History of Blyton

RAF Blyton opened on April 20th 1942. Like most second world war stations, it had three concrete runways and a large range of hangers, bomb stores and accommodation buildings. The station was home for 1966 male and 389 female service personnel.

Initially RAF Blyton was an Operational Training Unit (O.T.U.) for Polish aircrew learning to fly Wellington bombers but in November 1942 199 Squadron moved in and flew 119 sorties over enemy territory up to February 1943, losing only one aircraft.

In 1943, Blyton became home to No1662 Heavy Conversion Unit (HCU) who remained until the end of the war flying both Wellington and Lancaster bombers. Over fifty aircraft left Blyton in this period never to return…

At the end of the war Blyton was allocated to the US Air Force as a reserve field during which time the runways were coated in tarmac.
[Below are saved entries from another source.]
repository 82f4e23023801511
//! Client configuration.
//!
//! Settings can be built in code or read from an INI file:
//!
//! ```ini
//! [loader]
//! default_host = device.maxmind.com
//! module_path = /js/device-module.js
//! load_timeout_ms = 10000
//!
//! [logging]
//! level = info
//! file = /var/log/device-tracking.log
//! ```
//!
//! Unknown sections and keys are ignored. Missing keys keep their defaults.

use std::path::{Path, PathBuf};
use std::time::Duration;

use ini::Ini;
use thiserror::Error;

use crate::logging::LogConfig;
use crate::options::is_valid_hostname;

/// Host the tracking module is loaded from when the caller names none.
pub const DEFAULT_HOST: &str = "device.maxmind.com";

/// Path of the tracking module on every host.
pub const MODULE_PATH: &str = "/js/device-module.js";

/// How long a module load may take before it is abandoned.
pub const DEFAULT_LOAD_TIMEOUT_MS: u64 = 10_000;

const LOADER_SECTION: &str = "loader";
const LOGGING_SECTION: &str = "logging";

/// Errors that can occur while reading configuration.
#[derive(Debug, Error)]
pub enum ConfigError {
    /// The config file could not be read or parsed.
    #[error("Failed to load config file {path}: {source}")]
    Load {
        path: PathBuf,
        #[source]
        source: ini::Error,
    },

    /// The config text is not valid INI.
    #[error("Failed to parse config: {0}")]
    Parse(#[from] ini::ParseError),

    /// A setting has an unusable value.
    #[error("Invalid value for {section}.{key}: {reason}")]
    InvalidValue {
        section: &'static str,
        key: &'static str,
        reason: String,
    },
}

/// Module loader settings.
#[derive(Debug, Clone, PartialEq, Eq)]
pub struct TrackingConfig {
    /// Host used when a request does not name one.
    pub default_host: String,

    /// Path of the module script on the host. Starts with `/`.
    pub module_path: String,

    /// Upper bound on a single module load.
    pub load_timeout: Duration,
}

impl Default for TrackingConfig {
    fn default() -> Self {
        Self {
            default_host: DEFAULT_HOST.to_string(),
            module_path: MODULE_PATH.to_string(),
            load_timeout: Duration::from_millis(DEFAULT_LOAD_TIMEOUT_MS),
        }
    }
}

impl TrackingConfig {
    /// Set the default host.
    pub fn with_default_host(mut self, host: impl Into<String>) -> Self {
        self.default_host = host.into();
        self
    }

    /// Set the module path.
    pub fn with_module_path(mut self, path: impl Into<String>) -> Self {
        self.module_path = path.into();
        self
    }

    /// Set the load timeout.
    pub fn with_load_timeout(mut self, timeout: Duration) -> Self {
        self.load_timeout = timeout;
        self
    }

    /// Check that the settings are usable.
    ///
    /// The builder setters do not validate; this does.
    pub fn validate(&self) -> Result<(), ConfigError> {
        if !is_valid_hostname(&self.default_host) {
            return Err(ConfigError::InvalidValue {
                section: LOADER_SECTION,
                key: "default_host",
                reason: format!("'{}' is not a valid hostname", self.default_host),
            });
        }
        if !self.module_path.starts_with('/') {
            return Err(ConfigError::InvalidValue {
                section: LOADER_SECTION,
                key: "module_path",
                reason: format!("'{}' must start with '/'", self.module_path),
            });
        }
        if self.load_timeout.is_zero() {
            return Err(ConfigError::InvalidValue {
                section: LOADER_SECTION,
                key: "load_timeout_ms",
                reason: "must be greater than zero".to_string(),
            });
        }
        Ok(())
    }
}

/// Everything read from a config file.
#[derive(Debug, Clone, Default)]
pub struct ConfigFile {
    /// `[loader]` section.
    pub loader: TrackingConfig,

    /// `[logging]` section.
    pub logging: LogConfig,
}

impl ConfigFile {
    /// Read and validate a config file.
    pub fn load(path: &Path) -> Result<Self, ConfigError> {
        let ini = Ini::load_from_file(path).map_err(|source| ConfigError::Load {
            path: path.to_path_buf(),
            source,
        })?;
        Self::from_ini(&ini)
    }

    /// Parse and validate config text.
    pub fn from_ini_str(text: &str) -> Result<Self, ConfigError> {
        let ini = Ini::load_from_str(text)?;
        Self::from_ini(&ini)
    }

    fn from_ini(ini: &Ini) -> Result<Self, ConfigError> {
        let mut config = ConfigFile::default();

        if let Some(section) = ini.section(Some(LOADER_SECTION)) {
            if let Some(host) = section.get("default_host") {
                config.loader.default_host = host.trim().to_string();
            }
            if let Some(path) = section.get("module_path") {
                config.loader.module_path = path.trim().to_string();
            }
            if let Some(timeout) = section.get("load_timeout_ms") {
                let millis = timeout
                    .trim()
                    .parse::<u64>()
                    .map_err(|e| ConfigError::InvalidValue {
                        section: LOADER_SECTION,
                        key: "load_timeout_ms",
                        reason: e.to_string(),
                    })?;
                config.loader.load_timeout = Duration::from_millis(millis);
            }
        }

        if let Some(section) = ini.section(Some(LOGGING_SECTION)) {
            if let Some(level) = section.get("level") {
                config.logging.level = level.trim().to_string();
            }
            if let Some(file) = section.get("file") {
                let file = file.trim();
                config.logging.file = (!file.is_empty()).then(|| PathBuf::from(file));
            }
        }

        config.loader.validate()?;
        Ok(config)
    }
}
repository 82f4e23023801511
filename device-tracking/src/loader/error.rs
//! Module loading errors.

use thiserror::Error;

use super::module::SourceError;

/// Errors that can occur while loading a remote tracking module.
///
/// None of these outcomes stay cached, so the next request starts a fresh
/// load.
#[derive(Debug, Error)]
pub enum LoadError {
    /// The module source failed to fetch or instantiate the code.
    #[error("Failed to load device tracking module from {url}: {source}")]
    Fetch {
        url: String,
        #[source]
        source: SourceError,
    },

    /// The source did not finish before the load timeout.
    #[error("Loading device tracking module from {url} timed out after {timeout_ms}ms")]
    TimedOut { url: String, timeout_ms: u64 },

    /// The source produced something other than an object.
    #[error("Loaded module from {url} is not a valid object")]
    NotAnObject { url: String },

    /// The module has no callable `trackDevice` export.
    #[error("Loaded module does not export trackDevice")]
    MissingTrackDevice { url: String },

    /// The load task ended without producing a result.
    #[error("Loading device tracking module from {url} was aborted")]
    Aborted { url: String },

    /// No Tokio runtime was available to run the load on.
    #[error("Loading device tracking module from {url} requires a Tokio runtime")]
    NoRuntime { url: String },
}

impl LoadError {
    /// The module URL this error refers to.
    pub fn url(&self) -> &str {
        match self {
            LoadError::Fetch { url, .. }
            | LoadError::TimedOut { url, .. }
            | LoadError::NotAnObject { url }
            | LoadError::MissingTrackDevice { url }
            | LoadError::Aborted { url }
            | LoadError::NoRuntime { url } => url,
        }
    }

    /// Whether the load was abandoned because of the timeout.
    pub fn is_timeout(&self) -> bool {
        matches!(self, LoadError::TimedOut { .. })
    }
}

#[cfg(test)]
mod tests {
    use super::*;
    use std::error::Error as _;
    use std::io;

    const URL: &str = "https://device.maxmind.com/js/device-module.js";

    #[test]
    fn test_fetch_error_wraps_source_message() {
        let err = LoadError::Fetch {
            url: URL.to_string(),
            source: Box::new(io::Error::new(io::ErrorKind::ConnectionRefused, "refused")),
        };
        assert_eq!(
            err.to_string(),
            format!("Failed to load device tracking module from {}: refused", URL)
        );

        let source = err.source().expect("fetch error should keep its cause");
        let io_err = source.downcast_ref::<io::Error>().unwrap();
        assert_eq!(io_err.kind(), io::ErrorKind::ConnectionRefused);
    }

    #[test]
    fn test_timeout_message() {
        let err = LoadError::TimedOut {
            url: URL.to_string(),
            timeout_ms: 10_000,
        };
        assert!(err.is_timeout());
        assert_eq!(
            err.to_string(),
            format!(
                "Loading device tracking module from {} timed out after 10000ms",
                URL
            )
        );
        assert!(err.source().is_none());
    }

    #[test]
    fn test_validation_messages() {
        let err = LoadError::NotAnObject {
            url: URL.to_string(),
        };
        assert!(err.to_string().contains("is not a valid object"));
        assert_eq!(err.url(), URL);

        let err = LoadError::MissingTrackDevice {
            url: URL.to_string(),
        };
        assert_eq!(err.to_string(), "Loaded module does not export trackDevice");
        assert!(!err.is_timeout());
    }

    #[test]
    fn test_no_runtime_message() {
        let err = LoadError::NoRuntime {
            url: URL.to_string(),
        };
        assert_eq!(
            err.to_string(),
            format!(
                "Loading device tracking module from {} requires a Tokio runtime",
                URL
            )
        );
        assert_eq!(err.url(), URL);
    }
}
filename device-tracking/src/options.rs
//! Tracking options and their validation.
//!
//! Options reach the client either as typed Rust values or as an untyped JSON
//! object passed through from a script host. Both paths apply the same rules,
//! in the same order, and fail with the same messages. The first violated rule
//! wins.

use std::sync::OnceLock;

use regex::Regex;
use serde::Serialize;
use serde_json::Value;
use thiserror::Error;

/// Errors raised while validating caller-supplied options.
///
/// These are detected locally, before any network activity.
#[derive(Debug, Clone, PartialEq, Eq, Error)]
pub enum ValidationError {
    /// The options value is not an object.
    #[error("options must be an object")]
    NotAnObject,

    /// `accountId` is missing, not an integer, or not positive.
    #[error("accountId must be a positive integer, received: {received} ({type_name})")]
    InvalidAccountId {
        /// JSON rendering of the received value (`undefined` when absent).
        received: String,
        /// Script-style type name of the received value.
        type_name: &'static str,
    },

    /// `host` is present but is not a string, or is empty.
    #[error("host must be a non-empty string")]
    EmptyHost,

    /// `host` does not follow hostname grammar.
    #[error("host must be a valid hostname (e.g. \"tracking.yourdomain.com\")")]
    InvalidHost,

    /// `disableWebglHash` is present but is not a boolean.
    #[error("disableWebglHash must be a boolean")]
    InvalidDisableWebglHash,
}

/// Options for a single device tracking call.
///
/// Serializes with the field names the remote module expects
/// (`accountId`, `host`, `disableWebglHash`); absent optionals are omitted.
#[derive(Debug, Clone, PartialEq, Eq, Serialize)]
#[serde(rename_all = "camelCase")]
pub struct TrackDeviceOptions {
    /// Account ID. Must be at least 1.
    pub account_id: u64,

    /// Custom module host, e.g. a first-party domain that proxies the
    /// tracking script.
    #[serde(skip_serializing_if = "Option::is_none")]
    pub host: Option<String>,

    /// Skip WebGL hash collection.
    #[serde(skip_serializing_if = "Option::is_none")]
    pub disable_webgl_hash: Option<bool>,
}

impl TrackDeviceOptions {
    /// Create options for an account, with no host override.
    pub fn new(account_id: u64) -> Self {
        Self {
            account_id,
            host: None,
            disable_webgl_hash: None,
        }
    }

    /// Load the module from a custom host instead of the default one.
    pub fn with_host(mut self, host: impl Into<String>) -> Self {
        self.host = Some(host.into());
        self
    }

    /// Set the `disableWebglHash` flag.
    pub fn with_disable_webgl_hash(mut self, disable: bool) -> Self {
        self.disable_webgl_hash = Some(disable);
        self
    }

    /// The host override, if any.
    pub fn host(&self) -> Option<&str> {
        self.host.as_deref()
    }

    /// Check typed options against the validation rules.
    pub fn validate(&self) -> Result<(), ValidationError> {
        if self.account_id == 0 {
            return Err(ValidationError::InvalidAccountId {
                received: "0".to_string(),
                type_name: "number",
            });
        }
        if let Some(host) = &self.host {
            validate_host(host)?;
        }
        Ok(())
    }

    /// Build options from an untyped JSON value.
    ///
    /// Mirrors script-host semantics: arrays count as objects (with no
    /// fields), an absent field is `undefined`, and `null` is present but has
    /// the wrong type for every field.
    pub fn from_json(value: &Value) -> Result<Self, ValidationError> {
        let fields = match value {
            Value::Object(map) => Some(map),
            Value::Array(_) => None,
            _ => return Err(ValidationError::NotAnObject),
        };
        let field = |name: &str| fields.and_then(|map| map.get(name));

        let account_id = parse_account_id(field("accountId"))?;

        let host = match field("host") {
            None => None,
            Some(Value::String(host)) => {
                validate_host(host)?;
                Some(host.clone())
            }
            Some(_) => return Err(ValidationError::EmptyHost),
        };

        let disable_webgl_hash = match field("disableWebglHash") {
            None => None,
            Some(Value::Bool(flag)) => Some(*flag),
            Some(_) => return Err(ValidationError::InvalidDisableWebglHash),
        };

        Ok(Self {
            account_id,
            host,
            disable_webgl_hash,
        })
    }
}

impl TryFrom<&Value> for TrackDeviceOptions {
    type Error = ValidationError;

    fn try_from(value: &Value) -> Result<Self, Self::Error> {
        Self::from_json(value)
    }
}

/// Check a host override: non-empty, then hostname grammar.
pub fn validate_host(host: &str) -> Result<(), ValidationError> {
    if host.is_empty() {
        return Err(ValidationError::EmptyHost);
    }
    if !is_valid_hostname(host) {
        return Err(ValidationError::InvalidHost);
    }
    Ok(())
}

/// Whether `host` is a syntactically valid hostname.
///
/// Alphanumeric at both ends, alphanumerics, dots and hyphens in between, and
/// never two dots in a row.
pub fn is_valid_hostname(host: &str) -> bool {
    hostname_pattern().is_match(host) && !host.contains("..")
}

fn hostname_pattern() -> &'static Regex {
    static PATTERN: OnceLock<Regex> = OnceLock::new();
    PATTERN.get_or_init(|| Regex::new(r"^[a-zA-Z0-9]([a-zA-Z0-9.-]*[a-zA-Z0-9])?$").unwrap())
}

fn parse_account_id(value: Option<&Value>) -> Result<u64, ValidationError> {
    let Some(value) = value else {
        return Err(ValidationError::InvalidAccountId {
            received: "undefined".to_string(),
            type_name: "undefined",
        });
    };

    if let Value::Number(number) = value {
        if let Some(id) = number.as_u64() {
            if id > 0 {
                return Ok(id);
            }
        } else if let Some(float) = number.as_f64() {
            // Integral floats such as `42.0` are integers to a script host. IDs
            // must still fit in a `u64`.
            if float.fract() == 0.0 && float >= 1.0 && float < u64::MAX as f64 {
                return Ok(float as u64);
            }
        }
    }

    Err(ValidationError::InvalidAccountId {
        received: script_json(value),
        type_name: script_type_name(value),
    })
}

/// JSON text for `value` as a script host would stringify it.
///
/// Integral floats print without a fraction (`-3.0` is `-3`, `-0.0` is `0`)
/// up to the point where scripts switch to exponent notation.
fn script_json(value: &Value) -> String {
    match value {
        Value::Number(number) if number.is_f64() => match number.as_f64() {
            Some(float) if float == 0.0 => "0".to_string(),
            Some(float) if float.fract() == 0.0 && float.abs() < 1e21 => format!("{:.0}", float),
            _ => value.to_string(),
        },
        _ => value.to_string(),
    }
}

/// Type name as a script host's `typeof` would report it.
fn script_type_name(value: &Value) -> &'static str {
    match value {
        Value::Bool(_) => "boolean",
        Value::Number(_) => "number",
        Value::String(_) => "string",
        Value::Null | Value::Array(_) | Value::Object(_) => "object",
    }
}
pub mod markdown_view;
pub mod tagged_name_view;
//! Detached element tree.

use super::{Document, DomError, Element, Span};
use crate::markdown::SanitizedHtml;
use std::cell::RefCell;
use std::rc::Rc;

#[derive(Debug, Clone, PartialEq, Eq)]
pub enum Child {
    Text(String),
    Html(String),
    Span(Span),
}

/// Cheaply cloneable handle; clones share the same node.
#[derive(Debug, Clone, Default)]
pub struct MemoryElement {
    classes: Rc<[String]>,
    children: Rc<RefCell<Vec<Child>>>,
}

impl MemoryElement {
    pub fn with_text(text: impl Into<String>) -> Self {
        let element = Self::default();
        element.children.borrow_mut().push(Child::Text(text.into()));
        element
    }

    #[must_use]
    pub fn with_class(mut self, class: impl Into<String>) -> Self {
        let mut classes = self.classes.to_vec();
        classes.push(class.into());
        self.classes = classes.into();
        self
    }

    pub fn has_class(&self, class: &str) -> bool {
        self.classes.iter().any(|c| c == class)
    }

    pub fn children(&self) -> Vec<Child> {
        self.children.borrow().clone()
    }

    pub fn spans(&self) -> Vec<Span> {
        self.children
            .borrow()
            .iter()
            .filter_map(|child| match child {
                Child::Span(span) => Some(span.clone()),
                _ => None,
            })
            .collect()
    }

    /// Serialized content, the way `innerHTML` would read.
    pub fn inner_html(&self) -> String {
        self.children
            .borrow()
            .iter()
            .map(|child| match child {
                Child::Text(text) => escape(text),
                Child::Html(html) => html.clone(),
                Child::Span(Span { text, color }) => {
                    format!("<span style=\"color: {}\">{}</span>", escape(color), escape(text))
                }
            })
            .collect()
    }
}

impl Element for MemoryElement {
    // Markup injected with `set_html` is not parsed back into text; only
    // text nodes and spans contribute.
    fn text(&self) -> String {
        self.children
            .borrow()
            .iter()
            .filter_map(|child| match child {
                Child::Text(text) => Some(text.as_str()),
                Child::Span(span) => Some(span.text.as_str()),
                Child::Html(_) => None,
            })
            .collect()
    }

    fn set_text(&self, text: &str) {
        *self.children.borrow_mut() = vec![Child::Text(text.to_string())];
    }

    fn set_html(&self, html: &SanitizedHtml) {
        *self.children.borrow_mut() = vec![Child::Html(html.to_string())];
    }

    fn append_span(&self, span: &Span) -> Result<(), DomError> {
        self.children.borrow_mut().push(Child::Span(span.clone()));
        Ok(())
    }
}

#[derive(Debug, Clone, Default)]
pub struct MemoryDocument {
    elements: Rc<RefCell<Vec<MemoryElement>>>,
}

impl MemoryDocument {
    pub fn push(&self, element: MemoryElement) {
        self.elements.borrow_mut().push(element);
    }
}

impl Document for MemoryDocument {
    type Element = MemoryElement;

    fn elements_by_class(&self, class: &str) -> Result<Vec<MemoryElement>, DomError> {
        Ok(self
            .elements
            .borrow()
            .iter()
            .filter(|element| element.has_class(class))
            .cloned()
            .collect())
    }
}

fn escape(text: &str) -> String {
    let mut escaped = String::with_capacity(text.len());
    for c in text.chars() {
        match c {
            '&' => escaped.push_str("&amp;"),
            '<' => escaped.push_str("&lt;"),
            '>' => escaped.push_str("&gt;"),
            '"' => escaped.push_str("&quot;"),
            c => escaped.push(c),
        }
    }
    escaped
}

#[cfg(test)]
mod tests {
    use super::*;

    #[test]
    fn clones_share_the_node() {
        let element = MemoryElement::with_text("a");
        let handle = element.clone();
        handle.set_text("b");
        assert_eq!("b", element.text());
    }

    #[test]
    fn inner_html_escapes_text() {
        let element = MemoryElement::with_text("<b>&</b>");
        element
            .append_span(&Span {
                text: "#x".to_string(),
                color: "Peru".to_string(),
            })
            .unwrap();
        assert_eq!(
            "&lt;b&gt;&amp;&lt;/b&gt;<span style=\"color: Peru\">#x</span>",
            element.inner_html()
        );
    }

    #[test]
    fn query_by_class_keeps_order() {
        let document = MemoryDocument::default();
        document.push(MemoryElement::with_text("1").with_class("markdown"));
        document.push(MemoryElement::with_text("2"));
        document.push(MemoryElement::with_text("3").with_class("x").with_class("markdown"));
        let texts: Vec<_> = document
            .elements_by_class("markdown")
            .unwrap()
            .iter()
            .map(Element::text)
            .collect();
        assert_eq!(vec!["1", "3"], texts);
    }
}
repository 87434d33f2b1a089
pub mod color;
In 1954 the airfield closed for good although crews from adjacent stations used its runways for circuit and landing practice.

We would like to pay tribute to all the brave servicemen and women who served at Blyton between 1942 and 1945. Their courage in maintaining and flying those magnificent machines was a vital element in freeing Europe from the tyrannical threat posed by the Third Reich.

Aviation Post Script

Although aircraft  rarely land at Blyton now and they are usually helicopters, we still see some wonderful sights in the skies above the field. In 2010 we welcomed the Hurricane from the Battle of Britain flight which did a fly-past at the BAS Grasstrack round in August. In addition, the sole surviving airworthy Vulcan bomber passed over at low altitude on September 11th as we were preparing for the Rallycross Championship. Finally the Red Arrows can often be seen in the distance as they practice aerobatics from their home at RAF Scampton which was of course home to that most famous squadron of all: The Dambusters of 617 Squadron in their Lancasters.